Trench map collection solves 95 year-old mystery

Jul 30, 2009
(top) Commemorative painting by Richard Caton-Woodville. Reproduced by permission of the Honourary Colonel and Trustees of The London Scottish Regimental Trust. (bottom) Ordnance Survey, Belgium and Part of France. Courtesy McMaster University Library Research Collections.

( -- McMaster's collection of trench maps from the First World War is being put to work more than 90 years after the end of hostilities.

On Hallowe'en night, 1914, Great Britain's London Scottish Regiment fought a major battle at Messines, Belgium in which they suffered heavy casualties. Though commemorated with an annual regimental dinner, magnificent painting and even a bagpipe tune, the location of the battle has until now been unknown.

After discovering McMaster's Peace and War in the 20th Century web site, Pipe Major John Spoore, a 23 year London Scottish veteran, contacted staff at the Lloyd Reeds Map Collection at Mills Memorial Library for assistance in locating the windmill near which the battle was fought.

"I do visit Messines very often, but the exact site of the mill has never to my knowledge been determined," wrote Spoore in an email to Collection staff, who he hoped could put his "old grey head at ease!"

With a little help from the trench map collection, map specialist Gord Beck did just that. After familiarizing himself with the military history of the London Scottish Regiment with documents found in the Archives, Beck determined that the mill had been located between Huns Farm and Middle Farm, near the woods at L'Enfer. Using these clues, Beck scoured a trench map in the collection and finally located a very small symbol indicating a windmill, ending a near century-long mystery for both Spoore and the London Scottish Regiment.
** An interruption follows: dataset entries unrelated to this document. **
use std::io::Read;
use std::path::Path;

use anyhow::{bail, Context};
use colored::Colorize;
use dbx_agent::{Agent, AgentConfig, Runtime};
use dbx_ledger::LedgerValidator;
use dbx_naming::NameService;
use dbx_sync::{AddressedFile, ConcurrencyMode, FileDescriptor, RemoveOptions, UploadOptions};
use serde::Serialize;
use serde_json::json;

use crate::cli::*;

pub async fn run_command(cli: Cli) -> anyhow::Result<()> {
    let mut config = AgentConfig::load_or_default(cli.config.as_deref())?;
    if let Command::Connect(args) = &cli.command {
        if let Some(addr) = &args.addr {
            config.control_addr = addr.clone();
        }
        if args.no_teardown {
            config.teardown_on_failure = false;
        }
    }
    let runtime = Runtime::open(&config)?;
    let format = cli.format;

    match cli.command {
        Command::Upload(args) => cmd_upload(&runtime, format, args).await,
        Command::Sync(args) => cmd_sync(&runtime, format, args).await,
        Command::Remove(args) => cmd_remove(&runtime, format, args).await,
        Command::Get(args) => cmd_get(&runtime, format, args).await,
        Command::Publish(args) => cmd_publish(&runtime, format, args).await,
        Command::Resolve(args) => cmd_resolve(&runtime, format, args).await,
        Command::Anchor(args) => cmd_anchor(&runtime, format, args).await,
        Command::Lookup(args) => cmd_lookup(&runtime, format, args).await,
        Command::Verify(_) => cmd_verify(&runtime, format),
        Command::Connect(_) => cmd_connect(&runtime, &config, format).await,
    }
}

fn print_json<T: Serialize>(value: &T) -> anyhow::Result<()> {
    println!("{}", serde_json::to_string_pretty(value)?);
    Ok(())
}

fn print_file(file: &AddressedFile) {
    let kind = if file.directory { "tree" } else { "blob" };
    print!("  {} {} {}", file.address.short_hex().yellow(), kind.dimmed(), file.path);
    match &file.name {
        Some(name) => println!(" as {}", name.cyan()),
        None => println!(),
    }
}

async fn cmd_upload(runtime: &Runtime, format: OutputFormat, args: UploadArgs) -> anyhow::Result<()> {
    let options = UploadOptions {
        recurse: args.recursive,
        publish: args.publish || args.name.is_some(),
        name: args.name,
    };
    let outcome = runtime.engine.upload(&args.path, &options).await?;
    if format == OutputFormat::Json {
        return print_json(&outcome);
    }
    for file in outcome.files() {
        print_file(file);
    }
    println!("{} Uploaded {} entries", "✓".green().bold(), outcome.files().len());
    Ok(())
}

/// Read a JSON array of descriptors from `input`, or stdin when absent or `-`.
pub(crate) fn read_descriptors(input: Option<&Path>) -> anyhow::Result<Vec<FileDescriptor>> {
    let text = match input.filter(|path| *path != Path::new("-")) {
        Some(path) => std::fs::read_to_string(path)
            .with_context(|| format!("reading {}", path.display()))?,
        None => {
            let mut text = String::new();
            std::io::stdin()
                .read_to_string(&mut text)
                .context("reading descriptors from stdin")?;
            text
        }
    };
    serde_json::from_str(&text).context("parsing file descriptors")
}

async fn cmd_sync(runtime: &Runtime, format: OutputFormat, args: SyncArgs) -> anyhow::Result<()> {
    let descriptors = read_descriptors(args.input.as_deref())?;
    let mut engine = runtime.engine.clone();
    if args.serial {
        engine = engine.with_mode(ConcurrencyMode::Serial);
    } else if let Some(limit) = args.limit {
        engine = engine.with_mode(ConcurrencyMode::Concurrent { limit });
    }

    let result = engine.synchronize(&descriptors).await?;
    if format == OutputFormat::Json {
        return print_json(&result);
    }
    if result.is_empty() {
        println!("Everything up to date.");
        return Ok(());
    }
    for (path, entry) in result.iter() {
        let kind = if entry.directory { "tree" } else { "blob" };
        println!("  {} {} {}", entry.address.short_hex().yellow(), kind.dimmed(), path);
    }
    println!(
        "{} Synchronized {} of {} entries",
        "✓".green().bold(),
        result.len(),
        descriptors.len()
    );
    Ok(())
}

async fn cmd_remove(runtime: &Runtime, format: OutputFormat, args: RemoveArgs) -> anyhow::Result<()> {
    let options = RemoveOptions { local: args.local };
    let address = runtime
        .engine
        .remove(&args.path, &args.address, &options)
        .await?;
    if format == OutputFormat::Json {
        return print_json(&json!({ "path": args.path, "address": address }));
    }
    if args.local {
        println!("{} Removed {} ({})", "✓".green().bold(), args.path.display(), address.short_hex().yellow());
    } else {
        println!("{} Unpinned {}", "✓".green().bold(), address.short_hex().yellow());
    }
    Ok(())
}

async fn cmd_get(runtime: &Runtime, format: OutputFormat, args: GetArgs) -> anyhow::Result<()> {
    runtime.engine.materialize(&args.address, &args.path).await?;
    if format == OutputFormat::Json {
        return print_json(&json!({ "path": args.path, "address": args.address }));
    }
    println!(
        "{} Wrote {} to {}",
        "✓".green().bold(),
        args.address.short_hex().yellow(),
        args.path.display()
    );
    Ok(())
}

async fn cmd_publish(runtime: &Runtime, format: OutputFormat, args: PublishArgs) -> anyhow::Result<()> {
    let name = runtime.names.publish(&args.address).await?;
    if format == OutputFormat::Json {
        return print_json(&json!({ "name": name, "address": args.address }));
    }
    println!("{} Published {} as {}", "✓".green().bold(), args.address.short_hex().yellow(), name.cyan());
    Ok(())
}

async fn cmd_resolve(runtime: &Runtime, format: OutputFormat, args: ResolveArgs) -> anyhow::Result<()> {
    let address = runtime.names.resolve(&args.name).await?;
    if format == OutputFormat::Json {
        return print_json(&json!({ "name": args.name, "address": address }));
    }
    println!("{address}");
    Ok(())
}

async fn cmd_anchor(runtime: &Runtime, format: OutputFormat, args: AnchorArgs) -> anyhow::Result<()> {
    if !runtime.names.anchor(&args.name, &args.address).await? {
        bail!("name {:?} is anchored by another account", args.name);
    }
    if format == OutputFormat::Json {
        return print_json(&json!({ "name": args.name, "address": args.address }));
    }
    println!("{} Anchored {} → {}", "✓".green().bold(), args.name.cyan(), args.address.short_hex().yellow());
    Ok(())
}

async fn cmd_lookup(runtime: &Runtime, format: OutputFormat, args: LookupArgs) -> anyhow::Result<()> {
    let address = runtime.names.lookup_binding(&args.name).await?;
    if format == OutputFormat::Json {
        return print_json(&json!({ "name": args.name, "address": address }));
    }
    println!("{address}");
    Ok(())
}

fn cmd_verify(runtime: &Runtime, format: OutputFormat) -> anyhow::Result<()> {
    let report = LedgerValidator::validate_ledger(&**runtime.names.ledger())?;
    if format == OutputFormat::Json {
        let violations: Vec<_> = report
            .violations
            .iter()
            .map(|v| json!({ "seq": v.seq, "kind": format!("{:?}", v.kind), "description": v.description }))
            .collect();
        print_json(&json!({ "records": report.record_count, "violations": violations }))?;
    } else if report.is_valid() {
        println!("{} Anchor ledger verified", "✓".green().bold());
        println!("  Records: {}", report.record_count.to_string().bold());
    } else {
        for v in &report.violations {
            println!("  {} seq {} {:?}: {}", "✗".red(), v.seq, v.kind, v.description);
        }
    }
    if !report.is_valid() {
        bail!("{} ledger violations", report.violations.len());
    }
    Ok(())
}

async fn cmd_connect(runtime: &Runtime, config: &AgentConfig, format: OutputFormat) -> anyhow::Result<()> {
    let agent = Agent::new(runtime.engine.clone(), config);
    let summary = agent
        .connect(&config.control_addr)
        .await
        .with_context(|| format!("serving control process at {}", config.control_addr))?;
    if format == OutputFormat::Json {
        return print_json(&json!({
            "handled": summary.handled,
            "skipped": summary.skipped,
            "tornDown": summary.torn_down,
        }));
    }
    println!(
        "Connection closed: {} handled, {} skipped",
        summary.handled.to_string().bold(),
        summary.skipped
    );
    if summary.torn_down {
        println!("  {}", "closed after a failed batch".yellow());
    }
    Ok(())
}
Since the addition of more than 900 First World War maps to the McMaster collection earlier this year, cases like this have become more and more common: staff receive about three requests for assistance every week, and there are untold numbers of history enthusiasts performing their own research at home, using the digitized maps found online.

For his part, Beck says that he is more than happy to assist. "It's a fantastic way to explore the archives," said Beck. "You really begin to appreciate the richness of our collection."

The Peace and War in the 20th Century web site can be accessed any time at .

Provided by McMaster University (news : web)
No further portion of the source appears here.